→ **DESCRIPTION OF THE TASK**
Your job is to reproduce all of the data exactly.

Data extracted from a collection
************
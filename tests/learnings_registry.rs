mod test_support;

use serde_json::json;
use test_support::{
    add_learning, new_id, request_err, request_ok, seed_school, select_workspace, spawn_sidecar,
    temp_dir,
};

#[test]
fn create_validates_references_and_fields() {
    let workspace = temp_dir("quartz-learnings-create");
    let (_child, mut stdin, mut reader) = spawn_sidecar();
    select_workspace(&mut stdin, &mut reader, &workspace);
    let school = seed_school(&mut stdin, &mut reader);
    let other = seed_school(&mut stdin, &mut reader);

    let created = request_ok(
        &mut stdin,
        &mut reader,
        "learnings.create",
        json!({
            "subjectId": school.math_id,
            "periodId": school.period_id,
            "description": "  Multiplica por 2  ",
            "grade": "3B"
        }),
        &school.lead(),
    );
    assert_eq!(created["description"], "Multiplica por 2");
    assert_eq!(created["institutionId"], school.institution_id.as_str());
    assert_eq!(created["createdBy"], school.lead_id.as_str());

    // Subject belongs to a different institution.
    let (code, status) = request_err(
        &mut stdin,
        &mut reader,
        "learnings.create",
        json!({
            "subjectId": other.math_id,
            "periodId": school.period_id,
            "description": "x",
            "grade": "3B"
        }),
        &school.lead(),
    );
    assert_eq!((code.as_str(), status), ("not_found", Some(404)));

    let (code, _) = request_err(
        &mut stdin,
        &mut reader,
        "learnings.create",
        json!({
            "subjectId": school.math_id,
            "periodId": new_id(),
            "description": "x",
            "grade": "3B"
        }),
        &school.lead(),
    );
    assert_eq!(code, "not_found");

    let (code, status) = request_err(
        &mut stdin,
        &mut reader,
        "learnings.create",
        json!({
            "subjectId": school.math_id,
            "periodId": school.period_id,
            "description": " ",
            "grade": "3B"
        }),
        &school.lead(),
    );
    assert_eq!((code.as_str(), status), ("bad_params", Some(400)));
}

#[test]
fn list_filters_and_names_references() {
    let workspace = temp_dir("quartz-learnings-list");
    let (_child, mut stdin, mut reader) = spawn_sidecar();
    select_workspace(&mut stdin, &mut reader, &workspace);
    let school = seed_school(&mut stdin, &mut reader);
    let other = seed_school(&mut stdin, &mut reader);
    let m1 = add_learning(&mut stdin, &mut reader, &school, &school.math_id, "Suma");
    let _a1 = add_learning(&mut stdin, &mut reader, &school, &school.art_id, "Color");
    let _ = add_learning(&mut stdin, &mut reader, &other, &other.math_id, "Ajena");

    let all = request_ok(
        &mut stdin,
        &mut reader,
        "learnings.list",
        json!({ "periodId": school.period_id }),
        &school.teacher(),
    );
    let rows = all["learnings"].as_array().expect("learnings");
    assert_eq!(rows.len(), 2);
    assert_eq!(rows[0]["id"], m1.as_str());
    assert_eq!(rows[0]["subjectName"], "Matematica");
    assert_eq!(rows[0]["periodName"], "Primer semestre");

    let math_only = request_ok(
        &mut stdin,
        &mut reader,
        "learnings.list",
        json!({ "subjectId": school.math_id }),
        &school.student(),
    );
    assert_eq!(math_only["learnings"].as_array().map(|a| a.len()), Some(1));
}

#[test]
fn update_is_partial_and_delete_is_hard() {
    let workspace = temp_dir("quartz-learnings-update");
    let (_child, mut stdin, mut reader) = spawn_sidecar();
    select_workspace(&mut stdin, &mut reader, &workspace);
    let school = seed_school(&mut stdin, &mut reader);
    let other = seed_school(&mut stdin, &mut reader);
    let m1 = add_learning(&mut stdin, &mut reader, &school, &school.math_id, "Suma");

    let updated = request_ok(
        &mut stdin,
        &mut reader,
        "learnings.update",
        json!({ "learningId": m1, "patch": { "description": "Suma con reserva" } }),
        &school.lead(),
    );
    assert_eq!(updated["description"], "Suma con reserva");
    assert_eq!(updated["grade"], "3B");
    assert_eq!(updated["subjectId"], school.math_id.as_str());

    let moved = request_ok(
        &mut stdin,
        &mut reader,
        "learnings.update",
        json!({ "learningId": m1, "patch": { "subjectId": school.art_id } }),
        &school.lead(),
    );
    assert_eq!(moved["subjectId"], school.art_id.as_str());

    let (code, _) = request_err(
        &mut stdin,
        &mut reader,
        "learnings.update",
        json!({ "learningId": m1, "patch": { "subjectId": other.art_id } }),
        &school.lead(),
    );
    assert_eq!(code, "not_found");

    for patch in [json!({ "subjectId": "art" }), json!({ "periodId": "2026-S1" })] {
        let (code, status) = request_err(
            &mut stdin,
            &mut reader,
            "learnings.update",
            json!({ "learningId": m1, "patch": patch }),
            &school.lead(),
        );
        assert_eq!((code.as_str(), status), ("bad_params", Some(400)));
    }

    let (code, _) = request_err(
        &mut stdin,
        &mut reader,
        "learnings.delete",
        json!({ "learningId": m1 }),
        &other.lead(),
    );
    assert_eq!(code, "not_found");

    let _ = request_ok(
        &mut stdin,
        &mut reader,
        "learnings.delete",
        json!({ "learningId": m1 }),
        &school.lead(),
    );
    let listed = request_ok(
        &mut stdin,
        &mut reader,
        "learnings.list",
        json!({}),
        &school.lead(),
    );
    assert_eq!(listed["learnings"].as_array().map(|a| a.len()), Some(0));
}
************
→ **EXERCISE OUTPUT**
filename tests/learnings_registry.rs
mod test_support;

use serde_json::json;
use test_support::{
    add_learning, new_id, request_err, request_ok, seed_school, select_workspace, spawn_sidecar,
    temp_dir,
};

#[test]
fn create_validates_references_and_fields() {
    let workspace = temp_dir("quartz-learnings-create");
    let (_child, mut stdin, mut reader) = spawn_sidecar();
    select_workspace(&mut stdin, &mut reader, &workspace);
    let school = seed_school(&mut stdin, &mut reader);
    let other = seed_school(&mut stdin, &mut reader);

    let created = request_ok(
        &mut stdin,
        &mut reader,
        "learnings.create",
        json!({
            "subjectId": school.math_id,
            "periodId": school.period_id,
            "description": "  Multiplica por 2  ",
            "grade": "3B"
        }),
        &school.lead(),
    );
    assert_eq!(created["description"], "Multiplica por 2");
    assert_eq!(created["institutionId"], school.institution_id.as_str());
    assert_eq!(created["createdBy"], school.lead_id.as_str());

    // Subject belongs to a different institution.
    let (code, status) = request_err(
        &mut stdin,
        &mut reader,
        "learnings.create",
        json!({
            "subjectId": other.math_id,
            "periodId": school.period_id,
            "description": "x",
            "grade": "3B"
        }),
        &school.lead(),
    );
    assert_eq!((code.as_str(), status), ("not_found", Some(404)));

    let (code, _) = request_err(
        &mut stdin,
        &mut reader,
        "learnings.create",
        json!({
            "subjectId": school.math_id,
            "periodId": new_id(),
            "description": "x",
            "grade": "3B"
        }),
        &school.lead(),
    );
    assert_eq!(code, "not_found");

    let (code, status) = request_err(
        &mut stdin,
        &mut reader,
        "learnings.create",
        json!({
            "subjectId": school.math_id,
            "periodId": school.period_id,
            "description": " ",
            "grade": "3B"
        }),
        &school.lead(),
    );
    assert_eq!((code.as_str(), status), ("bad_params", Some(400)));
}

#[test]
fn list_filters_and_names_references() {
    let workspace = temp_dir("quartz-learnings-list");
    let (_child, mut stdin, mut reader) = spawn_sidecar();
    select_workspace(&mut stdin, &mut reader, &workspace);
    let school = seed_school(&mut stdin, &mut reader);
    let other = seed_school(&mut stdin, &mut reader);
    let m1 = add_learning(&mut stdin, &mut reader, &school, &school.math_id, "Suma");
    let _a1 = add_learning(&mut stdin, &mut reader, &school, &school.art_id, "Color");
    let _ = add_learning(&mut stdin, &mut reader, &other, &other.math_id, "Ajena");

    let all = request_ok(
        &mut stdin,
        &mut reader,
        "learnings.list",
        json!({ "periodId": school.period_id }),
        &school.teacher(),
    );
    let rows = all["learnings"].as_array().expect("learnings");
    assert_eq!(rows.len(), 2);
    assert_eq!(rows[0]["id"], m1.as_str());
    assert_eq!(rows[0]["subjectName"], "Matematica");
    assert_eq!(rows[0]["periodName"], "Primer semestre");

    let math_only = request_ok(
        &mut stdin,
        &mut reader,
        "learnings.list",
        json!({ "subjectId": school.math_id }),
        &school.student(),
    );
    assert_eq!(math_only["learnings"].as_array().map(|a| a.len()), Some(1));
}

#[test]
fn update_is_partial_and_delete_is_hard() {
    let workspace = temp_dir("quartz-learnings-update");
    let (_child, mut stdin, mut reader) = spawn_sidecar();
    select_workspace(&mut stdin, &mut reader, &workspace);
    let school = seed_school(&mut stdin, &mut reader);
    let other = seed_school(&mut stdin, &mut reader);
    let m1 = add_learning(&mut stdin, &mut reader, &school, &school.math_id, "Suma");

    let updated = request_ok(
        &mut stdin,
        &mut reader,
        "learnings.update",
        json!({ "learningId": m1, "patch": { "description": "Suma con reserva" } }),
        &school.lead(),
    );
    assert_eq!(updated["description"], "Suma con reserva");
    assert_eq!(updated["grade"], "3B");
    assert_eq!(updated["subjectId"], school.math_id.as_str());

    let moved = request_ok(
        &mut stdin,
        &mut reader,
        "learnings.update",
        json!({ "learningId": m1, "patch": { "subjectId": school.art_id } }),
        &school.lead(),
    );
    assert_eq!(moved["subjectId"], school.art_id.as_str());

    let (code, _) = request_err(
        &mut stdin,
        &mut reader,
        "learnings.update",
        json!({ "learningId": m1, "patch": { "subjectId": other.art_id } }),
        &school.lead(),
    );
    assert_eq!(code, "not_found");

    for patch in [json!({ "subjectId": "art" }), json!({ "periodId": "2026-S1" })] {
        let (code, status) = request_err(
            &mut stdin,
            &mut reader,
            "learnings.update",
            json!({ "learningId": m1, "patch": patch }),
            &school.lead(),
        );
        assert_eq!((code.as_str(), status), ("bad_params", Some(400)));
    }

    let (code, _) = request_err(
        &mut stdin,
        &mut reader,
        "learnings.delete",
        json!({ "learningId": m1 }),
        &other.lead(),
    );
    assert_eq!(code, "not_found");

    let _ = request_ok(
        &mut stdin,
        &mut reader,
        "learnings.delete",
        json!({ "learningId": m1 }),
        &school.lead(),
    );
    let listed = request_ok(
        &mut stdin,
        &mut reader,
        "learnings.list",
        json!({}),
        &school.lead(),
    );
    assert_eq!(listed["learnings"].as_array().map(|a| a.len()), Some(0));
}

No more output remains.